The International Press Institute (IPI) and members of the Institute’s Nigerian National Committee today condemned a string of recent attacks against the press and called on the Nigerian police and the state prosecutor to fulfil their duties by punishing those responsible. The apparently targeted killings of two journalists this year underscore the urgency with which the government must tackle impunity.

“The Nigerian government must send the message that people will not get away with assaulting journalists,” said IPI Executive Director Alison Bethel McKenzie. “We call on the police to investigate every case in which a journalist has been assaulted or harmed.”

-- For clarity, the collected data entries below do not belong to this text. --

use axum::{
    extract::{MatchedPath, Request},
    middleware::Next,
    response::Response,
};
use std::time::Instant;
use tracing::{Instrument, error, info, info_span, warn};
use tracing_appender::rolling::{RollingFileAppender, Rotation};
use tracing_subscriber::{EnvFilter, Layer, fmt, layer::SubscriberExt, util::SubscriberInitExt};
use uuid::Uuid;

const LOG_DIR: &str = "storage/logs";

/// The route template (`/api/enrollments/{id}`) when the router matched one,
/// otherwise the raw path. Keeps log and metric labels low-cardinality.
pub fn route_label(req: &Request) -> String {
    req.extensions()
        .get::<MatchedPath>()
        .map(|p| p.as_str().to_owned())
        .unwrap_or_else(|| req.uri().path().to_owned())
}

/// Wraps each request in an `http_request` span carrying a fresh request ID,
/// so every event logged while handling it can be correlated.
pub async fn logging_middleware(req: Request, next: Next) -> Response {
    let started = Instant::now();
    let method = req.method().to_string();
    let path = route_label(&req);
    let span = info_span!(
        "http_request",
        request_id = %Uuid::new_v4(),
        method = %method,
        path = %path,
    );

    async move {
        info!("Incoming request");

        let response = next.run(req).await;
        let status = response.status();
        let latency_ms = started.elapsed().as_millis() as u64;

        if status.is_server_error() {
            error!(status = status.as_u16(), latency_ms, "Server error");
        } else if status.is_client_error() {
            warn!(status = status.as_u16(), latency_ms, "Client error");
        } else {
            info!(status = status.as_u16(), latency_ms, "Request completed");
        }

        response
    }
    .instrument(span)
    .await
}

/// Console output filtered by `RUST_LOG`, plus daily-rotated files under
/// `storage/logs`: `registrar.log` for errors and `registrar.json` for
/// structured info logs.
pub fn init_tracing() -> std::io::Result<()> {
    std::fs::create_dir_all(LOG_DIR)?;

    let console_filter = EnvFilter::try_from_default_env().unwrap_or_else(|_| {
        EnvFilter::new(format!(
            "{}=info,tower_http=warn,sqlx=warn",
            env!("CARGO_CRATE_NAME")
        ))
    });

    let console_layer = fmt::layer()
        .with_target(false)
        .with_file(true)
        .with_line_number(true)
        .compact()
        .with_filter(console_filter);

    let file_appender = RollingFileAppender::new(Rotation::DAILY, LOG_DIR, "registrar.log");
    let file_layer = fmt::layer()
        .with_writer(file_appender)
        .with_target(false)
        .with_file(true)
        .with_line_number(true)
        .with_ansi(false)
        .with_filter(EnvFilter::new("error"));

    let json_appender = RollingFileAppender::new(Rotation::DAILY, LOG_DIR, "registrar.json");
    let json_layer = fmt::layer()
        .json()
        .with_writer(json_appender)
        .with_current_span(true)
        .with_span_list(true)
        .with_filter(EnvFilter::new("info"));

    tracing_subscriber::registry()
        .with(console_layer)
        .with(file_layer)
        .with(json_layer)
        .init();

    info!("Tracing initialized with console and file logging");
    Ok(())
}
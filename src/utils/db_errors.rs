use anyhow::anyhow;
use registrar_core::AppError;
use registrar_db::{is_unique_violation, unique_constraint};
use registrar_models::WorkflowError;

const DUPLICATE_ENROLLMENT: &str = "enrollments_student_program_school_year_key";

/// Conflict message naming the entity behind a unique constraint.
fn conflict_message(constraint: Option<&str>) -> &'static str {
    match constraint {
        Some("users_username_key") => "A user with this username already exists",
        Some("programs_code_key") => "A program with this code already exists",
        Some("school_years_term_key") => "This school year and semester already exists",
        Some("students_user_id_key") => "This account already has a student profile",
        _ => "A database conflict occurred. Please try again.",
    }
}

/// Maps a failed write to a response: unique violations become 409 with a
/// message naming the entity, anything else is a database error.
pub fn map_write_error(err: sqlx::Error, context: &'static str) -> AppError {
    if !is_unique_violation(&err) {
        return AppError::database(anyhow::Error::from(err).context(context));
    }

    let constraint = unique_constraint(&err);
    tracing::warn!(constraint = ?constraint, "Unique constraint violated");

    if constraint == Some(DUPLICATE_ENROLLMENT) {
        return WorkflowError::DuplicateEnrollment.into_app_error();
    }
    AppError::conflict(anyhow!(conflict_message(constraint)))
}

#[cfg(test)]
mod tests {
    use super::*;
    use axum::http::StatusCode;

    #[test]
    fn test_conflict_messages_name_the_entity() {
        assert_eq!(
            conflict_message(Some("programs_code_key")),
            "A program with this code already exists"
        );
        assert_eq!(
            conflict_message(Some("users_username_key")),
            "A user with this username already exists"
        );
        assert_eq!(
            conflict_message(Some("something_else")),
            "A database conflict occurred. Please try again."
        );
        assert_eq!(
            conflict_message(None),
            "A database conflict occurred. Please try again."
        );
    }

    #[test]
    fn test_other_errors_are_internal() {
        let err = map_write_error(sqlx::Error::RowNotFound, "Failed to insert program");
        assert_eq!(err.status, StatusCode::INTERNAL_SERVER_ERROR);
    }
}
//! Fake data for local development.
//!
//! Seeded rows are recognisable so they can be cleared without touching
//! real data: program codes start with [`SEED_PROGRAM_PREFIX`] and account
//! usernames with [`SEED_USERNAME_PREFIX`]. School years are upserted on
//! their term and never cleared.

mod enrollments;
mod models;
mod programs;
mod school_years;
mod students;

use std::time::Instant;

use registrar_core::password::hash_password;
use registrar_models::ids::{ProgramId, SchoolYearId, StudentId};
use sqlx::PgPool;

pub use enrollments::{clear_enrollments, seed_enrollments};
pub use models::{EnrollmentMix, SeedConfig};
pub use programs::{clear_programs, seed_programs};
pub use school_years::seed_school_years;
pub use students::{clear_students, seed_students};

pub const SEED_PROGRAM_PREFIX: &str = "SEED-";
pub const SEED_USERNAME_PREFIX: &str = "seed_";
/// Password shared by every seeded account.
pub const SEED_PASSWORD: &str = "password123";

pub type SeedResult<T> = Result<T, Box<dyn std::error::Error>>;

/// Seeds programs, school years, students and their enrollments.
pub async fn seed_all(db: &PgPool, config: SeedConfig) -> SeedResult<()> {
    let start_time = Instant::now();
    println!("🌱 Seeding database...\n");

    let program_ids = seed_programs(db, config.programs).await?;
    let school_year_ids = seed_school_years(db, config.first_year, config.years).await?;

    let password_hash = hash_password(SEED_PASSWORD).map_err(|e| e.error.to_string())?;
    let student_ids = seed_students(db, config.students, &password_hash).await?;

    let enrollments = seed_enrollments(
        db,
        &student_ids,
        &program_ids,
        &school_year_ids,
        config.enrollment_mix,
    )
    .await?;

    println!("\n✅ Seeding complete in {:?}", start_time.elapsed());
    println!("   Programs:     {}", program_ids.len());
    println!("   School years: {}", school_year_ids.len());
    println!("   Students:     {}", student_ids.len());
    println!("   Enrollments:  {}", enrollments);
    println!("   Password for all seeded accounts: {}", SEED_PASSWORD);

    Ok(())
}

pub async fn seed_programs_only(db: &PgPool, count: usize) -> SeedResult<Vec<ProgramId>> {
    seed_programs(db, count).await
}

pub async fn seed_school_years_only(
    db: &PgPool,
    first_year: i32,
    years: usize,
) -> SeedResult<Vec<SchoolYearId>> {
    seed_school_years(db, first_year, years).await
}

pub async fn seed_students_only(db: &PgPool, count: usize) -> SeedResult<Vec<StudentId>> {
    let password_hash = hash_password(SEED_PASSWORD).map_err(|e| e.error.to_string())?;
    seed_students(db, count, &password_hash).await
}

/// Removes seeded accounts and programs. Enrollments and notifications that
/// reference them go with them.
pub async fn clear_all(db: &PgPool) -> SeedResult<()> {
    let start_time = Instant::now();
    println!("🧹 Clearing seeded data...\n");

    clear_enrollments(db).await?;
    clear_students(db).await?;
    clear_programs(db).await?;

    println!("\n✅ Cleared seeded data in {:?}", start_time.elapsed());
    Ok(())
}
//! Permission constants for the Registrar API.
//!
//! Roles expand to a fixed set of these names, which are embedded in the
//! access token. Handlers check permissions, never roles, so the reviewer and
//! requester capabilities stay separate even though only two roles exist.
//!
//! # Example
//!
//! ```ignore
//! use registrar_core::permissions;
//!
//! if auth_user.has_permission(permissions::ENROLLMENTS_REVIEW) {
//!     // approve or reject
//! }
//! ```

// =============================================================================
// Profile
// =============================================================================

/// Permission to create and edit one's own student profile
pub const PROFILE_MANAGE: &str = "profile:manage";

// =============================================================================
// Programs
// =============================================================================

/// Permission to browse the program catalog
pub const PROGRAMS_READ: &str = "programs:read";
/// Permission to create, update, and delete programs
pub const PROGRAMS_MANAGE: &str = "programs:manage";

// =============================================================================
// School years
// =============================================================================

/// Permission to list school years
pub const SCHOOL_YEARS_READ: &str = "school_years:read";
/// Permission to create, update, and delete school years
pub const SCHOOL_YEARS_MANAGE: &str = "school_years:manage";

// =============================================================================
// Students
// =============================================================================

/// Permission to list and view every student record
pub const STUDENTS_READ: &str = "students:read";

// =============================================================================
// Enrollments
// =============================================================================

/// Permission to submit enrollment requests
pub const ENROLLMENTS_CREATE: &str = "enrollments:create";
/// Permission to see every student's enrollments
pub const ENROLLMENTS_READ_ALL: &str = "enrollments:read_all";
/// Permission to edit or delete any enrollment regardless of owner or status
pub const ENROLLMENTS_MANAGE_ALL: &str = "enrollments:manage_all";
/// Permission to approve, reject, and auto-approve enrollments
pub const ENROLLMENTS_REVIEW: &str = "enrollments:review";

// =============================================================================
// Notifications
// =============================================================================

/// Permission to read one's own notifications
pub const NOTIFICATIONS_READ: &str = "notifications:read";

/// Permissions every authenticated account holds.
pub const REQUESTER_PERMISSIONS: &[&str] = &[
    PROFILE_MANAGE,
    PROGRAMS_READ,
    SCHOOL_YEARS_READ,
    ENROLLMENTS_CREATE,
    NOTIFICATIONS_READ,
];

/// Permissions held only by staff.
pub const REVIEWER_PERMISSIONS: &[&str] = &[
    PROGRAMS_MANAGE,
    SCHOOL_YEARS_MANAGE,
    STUDENTS_READ,
    ENROLLMENTS_READ_ALL,
    ENROLLMENTS_MANAGE_ALL,
    ENROLLMENTS_REVIEW,
];

#[cfg(test)]
mod tests {
    use super::*;

    #[test]
    fn test_permission_sets_are_disjoint() {
        for permission in REVIEWER_PERMISSIONS {
            assert!(!REQUESTER_PERMISSIONS.contains(permission));
        }
    }

    #[test]
    fn test_permission_format() {
        for permission in REQUESTER_PERMISSIONS.iter().chain(REVIEWER_PERMISSIONS) {
            let (resource, action) = permission.split_once(':').unwrap();
            assert!(!resource.is_empty());
            assert!(!action.is_empty());
        }
    }
}
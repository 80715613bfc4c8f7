use crate::docs::ApiDoc;
use crate::logging::logging_middleware;
use crate::metrics::metrics_middleware;
use crate::modules::auth::router::init_auth_router;
use crate::modules::dashboard::router::init_dashboard_router;
use crate::modules::enrollments::router::init_enrollments_router;
use crate::modules::notifications::router::init_notifications_router;
use crate::modules::profile::router::init_profile_router;
use crate::modules::programs::router::init_programs_router;
use crate::modules::school_years::router::init_school_years_router;
use crate::modules::students::router::init_students_router;
use crate::state::AppState;
use axum::http::{HeaderValue, Method};
use axum::{Json, Router, middleware, routing::get};
use tower_http::cors::CorsLayer;
use tower_http::services::ServeDir;
use utoipa::OpenApi;
use utoipa_scalar::{Scalar, Servable as _};

pub fn init_router(state: AppState) -> Router {
    let media_path = media_mount_path(&state.storage_config.media_base_url);

    let mut router = Router::new()
        .merge(Scalar::with_url("/scalar", ApiDoc::openapi()))
        .route(
            "/api-docs/openapi.json",
            get(|| async { Json(ApiDoc::openapi()) }),
        )
        .nest(
            "/api",
            Router::new()
                .nest("/auth", init_auth_router())
                .nest(
                    "/profile",
                    init_profile_router(state.storage_config.max_bytes),
                )
                .nest("/programs", init_programs_router())
                .nest("/school-years", init_school_years_router())
                .nest("/students", init_students_router())
                .nest("/enrollments", init_enrollments_router())
                .nest("/notifications", init_notifications_router())
                .nest("/dashboard", init_dashboard_router()),
        );

    if let Some(path) = media_path {
        router = router.nest_service(
            &path,
            ServeDir::new(state.storage_config.upload_dir.clone()),
        );
    }

    router
        .with_state(state.clone())
        .layer(cors_layer(&state))
        .layer(middleware::from_fn(metrics_middleware))
        .layer(middleware::from_fn(logging_middleware))
}

/// Uploads are served locally only when the media base URL is a path on
/// this server; an absolute URL means another host serves them.
fn media_mount_path(media_base_url: &str) -> Option<String> {
    let trimmed = media_base_url.trim_end_matches('/');
    if trimmed.starts_with('/') && trimmed.len() > 1 {
        Some(trimmed.to_string())
    } else {
        None
    }
}

fn cors_layer(state: &AppState) -> CorsLayer {
    let allowed_origins: Vec<HeaderValue> = state
        .cors_config
        .allowed_origins
        .iter()
        .filter_map(|origin| origin.parse().ok())
        .collect();

    CorsLayer::new()
        .allow_origin(allowed_origins)
        .allow_methods([
            Method::GET,
            Method::POST,
            Method::PUT,
            Method::PATCH,
            Method::DELETE,
            Method::OPTIONS,
        ])
        .allow_headers([
            axum::http::header::AUTHORIZATION,
            axum::http::header::CONTENT_TYPE,
            axum::http::header::ACCEPT,
        ])
        .allow_credentials(true)
}

#[cfg(test)]
mod tests {
    use super::*;

    #[test]
    fn test_media_mount_path() {
        assert_eq!(media_mount_path("/media"), Some("/media".to_string()));
        assert_eq!(media_mount_path("/media/"), Some("/media".to_string()));
        assert_eq!(media_mount_path("/"), None);
        assert_eq!(media_mount_path("https://cdn.example.com/media"), None);
    }
}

On August 12, Tunde Ogundeji, a photographer and former photo editor for Compass newspaper, was attacked “by thugs purportedly from the Nigerian Railway Corporation (NRC)” while photographing passengers at a Lagos area train station, according to Leadership newspaper. The paper reported that the journalist had his camera seized and was attacked with “planks and bottles” before a “good Samaritan” intervened.

Benedict Uwalaka, a photojournalist for Leadership newspaper, was battered on Aug. 9 by a group of workers at the mortuary of Lagos State University Teaching Hospital (LASUTH) and had to be hospitalized, reports said. Uwalaka was at the morgue to report as the bodies of victims of a recent plane crash were transferred to their relatives.  But as he approached the area, he was attacked by a group who took his camera and beat him with sticks and various objects, including a bottle, Uwalaka said in an interview with his newspaper.

The Nigeria Union of Journalists (NUJ) is reportedly taking legal action against LASUTH. The organization’s Lagos State chapter is also planning a demonstration to “condemn incessant harassment and brutalisation of journalists in Lagos”, according to a press statement. The LASUTH management has denied responsibility but have launched an internal investigation, the Daily Trust reported.

A statement from IPI’s Nigeria chapter, sent by Secretary Raheem Adedoyin, said: “We condemn the unprovoked attack. It is barbaric and senseless. We welcome the NUJ judicial action but we also call on the relevant government agencies to prosecute the offenders and pay compensation to the victim. We also urge journalists not to be deterred in their professional work by this unfortunate incident.”

Last week, on Aug. 7, a branch office of NUJ located in the Delta region was raided by a number of “youths claiming to be ex-militants”, according to a report of the raid sent to IPI by NUJ’s Delta State Chairman Norbert Chiazor.

The group was reportedly holding a demonstration because they had allegedly failed to receive a monthly stipend granted as part of an amnesty program for former militants. However, they became agitated at the lack of media coverage. NUJ said that a reporter from the only TV crew on the scene was told he had “30 minutes to mobilize other journalists […], failure to which they threaten to torch the unions building.”

After the deadline had passed but more film crews had not arrived, the thugs broke one set of sliding doors and threatened to burn the office down with a “keg of fuel”, NUJ reported. A group of soldiers eventually arrived and later arrested two leaders of the group, NUJ reported. The building was not burnt down, though two journalists who were on the scene were assaulted.

“We are glad to hear that arrests were made in the case of the attack against the NUJ building in Warri, Delta State,” Bethel McKenzie said. “We condemn in the strongest terms the attack on the building. Efforts by these protestors to blackmail journalists into covering their event are not only counterproductive, they were violent and wrong.”